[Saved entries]
##############################
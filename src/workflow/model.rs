use std::collections::HashSet;
use serde::{Deserialize, Serialize};
use crate::errors::FlowscopeError;

/// One agent action inside a workflow.
#[derive(Debug, Clone, PartialEq, Deserialize, Serialize)]
#[serde(rename_all = "camelCase")]
pub struct WorkflowStep {
    pub id: String,
    pub agent_id: String,
    pub agent_name: String,
    pub action: String,
    #[serde(default)]
    pub action_label_alt: Option<String>,
    pub nominal_duration_ms: u64,
    #[serde(default)]
    pub detail_pool: Vec<String>,
}

impl WorkflowStep {
    pub fn new(id: &str, agent_id: &str, agent_name: &str, action: &str, nominal_duration_ms: u64) -> Self {
        Self {
            id: id.to_string(),
            agent_id: agent_id.to_string(),
            agent_name: agent_name.to_string(),
            action: action.to_string(),
            action_label_alt: None,
            nominal_duration_ms,
            detail_pool: Vec::new(),
        }
    }

    pub fn with_details(mut self, details: &[&str]) -> Self {
        self.detail_pool = details.iter().map(|d| d.to_string()).collect();
        self
    }

    pub fn with_alt_label(mut self, label: &str) -> Self {
        self.action_label_alt = Some(label.to_string());
        self
    }

    /// Label shown while this step is the active one.
    pub fn action_label(&self) -> String {
        format!("{}: {}", self.agent_name, self.action)
    }
}

/// Static description of a task. Immutable for the lifetime of one execution.
#[derive(Debug, Clone, Serialize, Deserialize)]
#[serde(rename_all = "camelCase")]
pub struct WorkflowModel {
    pub task_id: String,
    #[serde(default)]
    pub title: String,
    #[serde(default)]
    pub is_live_execution: bool,
    #[serde(default)]
    pub is_file_upload_gated: bool,
    /// Start the live run as soon as the upload succeeds.
    #[serde(default)]
    pub auto_start: bool,
    /// Scenario identifier sent to the backend's initialize call.
    #[serde(default)]
    pub scenario_id: Option<String>,
    #[serde(default)]
    pub special_task: Option<String>,
    steps: Vec<WorkflowStep>,
}

impl WorkflowModel {
    pub fn new(task_id: &str, steps: Vec<WorkflowStep>) -> Result<Self, FlowscopeError> {
        let model = Self {
            task_id: task_id.to_string(),
            title: task_id.to_string(),
            is_live_execution: false,
            is_file_upload_gated: false,
            auto_start: false,
            scenario_id: None,
            special_task: None,
            steps,
        };
        model.validate()?;
        Ok(model)
    }

    pub fn with_title(mut self, title: &str) -> Self {
        self.title = title.to_string();
        self
    }

    pub fn live(mut self) -> Self {
        self.is_live_execution = true;
        self
    }

    pub fn file_gated(mut self, auto_start: bool) -> Self {
        self.is_file_upload_gated = true;
        self.auto_start = auto_start;
        self
    }

    pub fn with_scenario(mut self, scenario_id: &str) -> Self {
        self.scenario_id = Some(scenario_id.to_string());
        self
    }

    pub fn with_special_task(mut self, special_task: &str) -> Self {
        self.special_task = Some(special_task.to_string());
        self
    }

    /// Step ids must be unique. Nothing else is checked.
    pub fn validate(&self) -> Result<(), FlowscopeError> {
        let mut seen = HashSet::new();
        for step in &self.steps {
            if !seen.insert(step.id.as_str()) {
                return Err(FlowscopeError::InvalidModel(format!(
                    "duplicate step id '{}' in task '{}'",
                    step.id, self.task_id
                )));
            }
        }
        Ok(())
    }

    pub fn steps(&self) -> &[WorkflowStep] {
        &self.steps
    }

    pub fn step(&self, index: usize) -> Option<&WorkflowStep> {
        self.steps.get(index)
    }

    pub fn len(&self) -> usize {
        self.steps.len()
    }

    pub fn is_empty(&self) -> bool {
        self.steps.is_empty()
    }

    pub fn step_ids(&self) -> impl Iterator<Item = &str> {
        self.steps.iter().map(|s| s.id.as_str())
    }

    /// Sum of nominal durations. Display only; drivers scale their own timers.
    pub fn total_nominal_duration_ms(&self) -> u64 {
        self.steps.iter().map(|s| s.nominal_duration_ms).sum()
    }

    pub fn scenario(&self) -> &str {
        self.scenario_id.as_deref().unwrap_or(&self.task_id)
    }
}
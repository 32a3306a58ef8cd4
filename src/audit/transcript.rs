use std::path::{Path, PathBuf};
use chrono::Utc;
use tokio::io::AsyncWriteExt;
use crate::drivers::ExecutionEvent;
use crate::errors::FlowscopeError;

/// Append-only file copy of an execution's log lines, oldest first.
pub struct TranscriptLogger {
    path: PathBuf,
}

impl TranscriptLogger {
    pub fn new(path: &Path) -> Self {
        Self { path: path.to_path_buf() }
    }

    pub fn path(&self) -> &Path {
        &self.path
    }

    pub async fn initialize(&self, task_id: &str, session_id: &str) -> Result<(), FlowscopeError> {
        if let Some(parent) = self.path.parent().filter(|p| !p.as_os_str().is_empty()) {
            tokio::fs::create_dir_all(parent).await?;
        }
        let header = format!(
            "# flowscope transcript\n# Task: {}\n# Session: {}\n# Started: {}\n\n",
            task_id,
            session_id,
            Utc::now().to_rfc3339()
        );
        tokio::fs::write(&self.path, &header).await?;
        Ok(())
    }

    pub async fn append(&self, line: &str) -> Result<(), FlowscopeError> {
        let mut file = tokio::fs::OpenOptions::new()
            .create(true)
            .append(true)
            .open(&self.path)
            .await?;
        file.write_all(format!("{}\n", line).as_bytes()).await?;
        Ok(())
    }

    /// Record the parts of an event worth keeping on disk.
    pub async fn record(&self, event: &ExecutionEvent) -> Result<(), FlowscopeError> {
        match event {
            ExecutionEvent::Log { line } => self.append(line).await,
            ExecutionEvent::StepCompleted { index, step_id } => {
                self.append(&format!("# step {} completed: {}", index, step_id)).await
            }
            ExecutionEvent::ExecutionCompleted { completed_steps, .. } => {
                self.append(&format!("# execution complete ({} steps)", completed_steps)).await
            }
            ExecutionEvent::ExecutionStopped { .. } => self.append("# execution stopped").await,
            _ => Ok(()),
        }
    }
}
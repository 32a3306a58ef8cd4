use axum::{extract::State, Json};
use serde_json::{json, Value};
use crate::api::AppState;

pub async fn list_tasks(State(state): State<AppState>) -> Json<Value> {
    let tasks: Vec<Value> = state
        .catalog
        .tasks()
        .iter()
        .map(|t| {
            json!({
                "taskId": t.task_id,
                "title": t.title,
                "isLiveExecution": t.is_live_execution,
                "isFileUploadGated": t.is_file_upload_gated,
                "steps": t.steps(),
                "totalNominalDurationMs": t.total_nominal_duration_ms(),
            })
        })
        .collect();
    Json(json!({ "tasks": tasks, "total": tasks.len() }))
}
pub mod types;
pub mod client;

use async_trait::async_trait;
use crate::errors::FlowscopeError;

pub use client::HttpControlPlane;
pub use types::{ExecuteRequest, ExecuteResponse, InitializeResponse, Orchestration, UploadResponse};

/// Remote backend that owns document intake and workflow orchestration.
#[async_trait]
pub trait ControlPlane: Send + Sync {
    async fn upload_document(
        &self,
        session_id: &str,
        file_name: &str,
        bytes: Vec<u8>,
    ) -> Result<UploadResponse, FlowscopeError>;

    /// Ask the backend to build an orchestration for a scenario.
    async fn initialize_workflow(&self, scenario_id: &str) -> Result<InitializeResponse, FlowscopeError>;

    /// Run an initialized orchestration; progress arrives on the event stream.
    async fn execute_workflow(&self, request: &ExecuteRequest) -> Result<ExecuteResponse, FlowscopeError>;
}
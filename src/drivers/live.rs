use std::sync::Arc;
use serde::{Deserialize, Serialize};
use tokio::sync::mpsc;
use tokio::task::JoinHandle;
use tracing::{debug, info, warn};
use crate::stream::StreamEvent;
use crate::utils::formatting::{clock, system_line};
use crate::workflow::{ConnectionStatus, ExecutionState, WorkflowModel};
use super::events::ExecutionEvent;
use super::messages::{self, CompletionResults, LiveMessage, MessageStatus, ProgressMessage};
use super::writer::StateWriter;

pub const COMPLETION_LABEL: &str = "All agents completed the workflow";

/// How an agent's `completed` message is bound to a step when the agent
/// appears more than once in the model.
#[derive(Debug, Clone, Copy, PartialEq, Eq, Default, Deserialize, Serialize)]
#[serde(rename_all = "kebab-case")]
pub enum StepResolution {
    /// First step with the agent id, completed or not.
    FirstMatch,
    /// First step with the agent id that is not completed yet.
    #[default]
    FirstUnresolved,
}

impl StepResolution {
    pub fn resolve(&self, model: &WorkflowModel, state: &ExecutionState, agent_id: &str) -> Option<usize> {
        let mut candidates = model
            .steps()
            .iter()
            .enumerate()
            .filter(|(_, s)| s.agent_id == agent_id);
        match self {
            Self::FirstMatch => candidates.next().map(|(i, _)| i),
            Self::FirstUnresolved => candidates
                .find(|(_, s)| !state.is_completed(&s.id))
                .map(|(i, _)| i),
        }
    }
}

/// Drives a workflow from messages on an external event stream.
/// Every log line it writes comes from a received event.
pub struct LiveStepDriver {
    model: Arc<WorkflowModel>,
    resolution: StepResolution,
}

impl LiveStepDriver {
    pub fn new(model: Arc<WorkflowModel>, resolution: StepResolution) -> Self {
        Self { model, resolution }
    }

    pub fn spawn(self, writer: StateWriter, events: mpsc::UnboundedReceiver<StreamEvent>) -> JoinHandle<()> {
        tokio::spawn(self.run(writer, events))
    }

    pub async fn run(self, writer: StateWriter, mut events: mpsc::UnboundedReceiver<StreamEvent>) {
        let token = writer.token().clone();
        loop {
            let event = tokio::select! {
                biased;
                _ = token.cancelled() => break,
                event = events.recv() => event,
            };
            match event {
                Some(event) => {
                    if !self.handle(&writer, event).await {
                        break;
                    }
                }
                None => {
                    // Feed dropped without a close frame.
                    self.on_closed(&writer).await;
                    break;
                }
            }
        }
        debug!(task_id = %self.model.task_id, "Live driver stopped");
    }

    /// Apply one stream event. Returns false once the execution is torn down.
    pub async fn handle(&self, writer: &StateWriter, event: StreamEvent) -> bool {
        match event {
            StreamEvent::Opened => {
                let line = system_line("Connected to live event stream");
                let applied = writer
                    .apply(|s| {
                        s.connection_status = ConnectionStatus::Connected;
                        s.log(line.clone());
                        s.session_id.clone()
                    })
                    .await;
                let Some(session_id) = applied else { return false };
                info!(session_id = %session_id, "Live event stream connected");
                writer.emit(ExecutionEvent::ConnectionChanged { status: ConnectionStatus::Connected });
                writer.emit(ExecutionEvent::Log { line });
                true
            }
            StreamEvent::Error(e) => {
                warn!(error = %e, "Live event stream error");
                writer.log(system_line(&format!("Event stream error: {}", e))).await
            }
            StreamEvent::Closed => self.on_closed(writer).await,
            StreamEvent::Message(text) => match messages::parse(&text) {
                LiveMessage::Complete(results) => self.on_complete(writer, results).await,
                LiveMessage::Progress(msg) => self.on_progress(writer, msg).await,
                LiveMessage::Malformed(reason) => {
                    warn!(reason = %reason, "Dropping malformed stream message");
                    !writer.is_cancelled()
                }
            },
        }
    }

    async fn on_closed(&self, writer: &StateWriter) -> bool {
        let line = system_line("Live event stream closed");
        let applied = writer
            .apply(|s| {
                let was_open = s.connection_status != ConnectionStatus::Disconnected;
                s.connection_status = ConnectionStatus::Disconnected;
                if was_open {
                    s.log(line.clone());
                }
                was_open
            })
            .await;
        match applied {
            Some(true) => {
                writer.emit(ExecutionEvent::ConnectionChanged { status: ConnectionStatus::Disconnected });
                writer.emit(ExecutionEvent::Log { line });
                true
            }
            Some(false) => true,
            None => false,
        }
    }

    async fn on_complete(&self, writer: &StateWriter, results: CompletionResults) -> bool {
        let lines = results.summary_lines(&clock());
        let applied = writer
            .apply(|s| {
                if s.is_terminal() {
                    return None;
                }
                let newly: Vec<(usize, String)> = s
                    .step_order()
                    .iter()
                    .enumerate()
                    .filter(|(_, id)| !s.is_completed(id))
                    .map(|(i, id)| (i, id.clone()))
                    .collect();
                s.complete_all();
                s.current_action_label = COMPLETION_LABEL.to_string();
                // Newest-first buffer: prepend in reverse so the header reads on top.
                for line in lines.iter().rev() {
                    s.log(line.clone());
                }
                Some((newly, s.session_id.clone(), s.total_steps()))
            })
            .await;

        let Some(outcome) = applied else { return false };
        let Some((newly, session_id, total)) = outcome else {
            debug!("Ignoring repeated execution-complete message");
            return true;
        };
        for (index, step_id) in newly {
            writer.emit(ExecutionEvent::StepCompleted { index, step_id });
        }
        for line in lines.into_iter().rev() {
            writer.emit(ExecutionEvent::Log { line });
        }
        writer.emit(ExecutionEvent::ExecutionCompleted { session_id, completed_steps: total });
        info!(task_id = %self.model.task_id, "Live execution completed");
        true
    }

    async fn on_progress(&self, writer: &StateWriter, msg: ProgressMessage) -> bool {
        let line = msg.log_line();
        let label = msg.label();
        let model = self.model.clone();
        let resolution = self.resolution;
        let applied = writer
            .apply(|s| {
                if !s.set_label(label.clone()) {
                    return None;
                }
                s.mark_running();
                s.log(line.clone());
                let mut completed = None;
                if msg.status == MessageStatus::Completed {
                    match resolution.resolve(&model, s, &msg.agent_id) {
                        Some(index) => {
                            let step_id = model.steps()[index].id.clone();
                            if s.complete_step(&step_id) {
                                completed = Some((index, step_id));
                            }
                            s.advance_past(index);
                        }
                        None => debug!(agent_id = %msg.agent_id, "No step to resolve for completed agent"),
                    }
                }
                Some((completed, s.is_terminal(), s.session_id.clone()))
            })
            .await;

        let Some(outcome) = applied else { return false };
        let Some((completed, terminal, session_id)) = outcome else {
            debug!(agent_id = %msg.agent_id, "Ignoring progress after completion");
            return true;
        };
        writer.emit(ExecutionEvent::Log { line });
        if let Some((index, step_id)) = completed {
            debug!(step = %step_id, index, "Step completed from stream");
            writer.emit(ExecutionEvent::StepCompleted { index, step_id });
        }
        if terminal {
            writer.emit(ExecutionEvent::ExecutionCompleted {
                session_id,
                completed_steps: model.len(),
            });
        }
        true
    }
}
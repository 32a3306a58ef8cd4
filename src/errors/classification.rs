use super::types::FlowscopeError;

/// Coarse error kind plus whether a retry can help.
#[derive(Debug, Clone, Copy, PartialEq, Eq)]
pub struct ErrorClassification {
    pub error_type: &'static str,
    pub retryable: bool,
}

impl FlowscopeError {
    pub fn classify(&self) -> ErrorClassification {
        let (error_type, retryable) = match self {
            // Transient transport problems.
            Self::Network(_) => ("NetworkError", true),
            Self::Timeout(_) => ("TimeoutError", true),
            Self::Stream(_) => ("StreamError", true),
            Self::Io(_) => ("IoError", true),

            Self::Config(_) => ("ConfigError", false),
            Self::InvalidModel(_) => ("InvalidModelError", false),
            Self::UnknownTask(_) => ("UnknownTaskError", false),
            Self::Backend(_) => ("BackendError", false),
            Self::InvalidState(_) => ("InvalidStateError", false),
            Self::Json(_) => ("JsonError", false),
            Self::Yaml(_) => ("YamlError", false),
            Self::Internal(_) => ("InternalError", false),
        };
        ErrorClassification { error_type, retryable }
    }
}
##############################
Report only how many lines in the entries contain "WorkflowModel".

__Solution for this problem__
6